> **TASK INSTRUCTIONS**
Report the count of lines containing the word "label" in these records, with no other text.

> **Stored items from a collection**
BEGIN

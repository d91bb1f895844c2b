use crate::infra::AppState;
use axum::http::{header, StatusCode};
use axum::response::IntoResponse;
use axum::Extension;
use axum::Json;
use serde_json::json;
use std::sync::atomic::Ordering;

pub(crate) fn with_operational_routes(router: axum::Router) -> axum::Router {
    router
        .route("/health", axum::routing::get(healthcheck))
        .route("/ready", axum::routing::get(readiness_endpoint))
        .route("/metrics", axum::routing::get(metrics_endpoint))
}

pub(crate) async fn healthcheck() -> Json<serde_json::Value> {
    Json(json!({ "status": "ok" }))
}

/// 503 until the listener is bound.
pub(crate) async fn readiness_endpoint(Extension(state): Extension<AppState>) -> impl IntoResponse {
    let (status, label) = if state.readiness.load(Ordering::Acquire) {
        (StatusCode::OK, "ready")
    } else {
        (StatusCode::SERVICE_UNAVAILABLE, "initializing")
    };
    (status, Json(json!({ "status": label })))
}

pub(crate) async fn metrics_endpoint(Extension(state): Extension<AppState>) -> impl IntoResponse {
    (
        StatusCode::OK,
        [(header::CONTENT_TYPE, "text/plain; version=0.0.4")],
        state.metrics.render(),
    )
}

END

> **SOLUTION FOR THIS PROBLEM**
2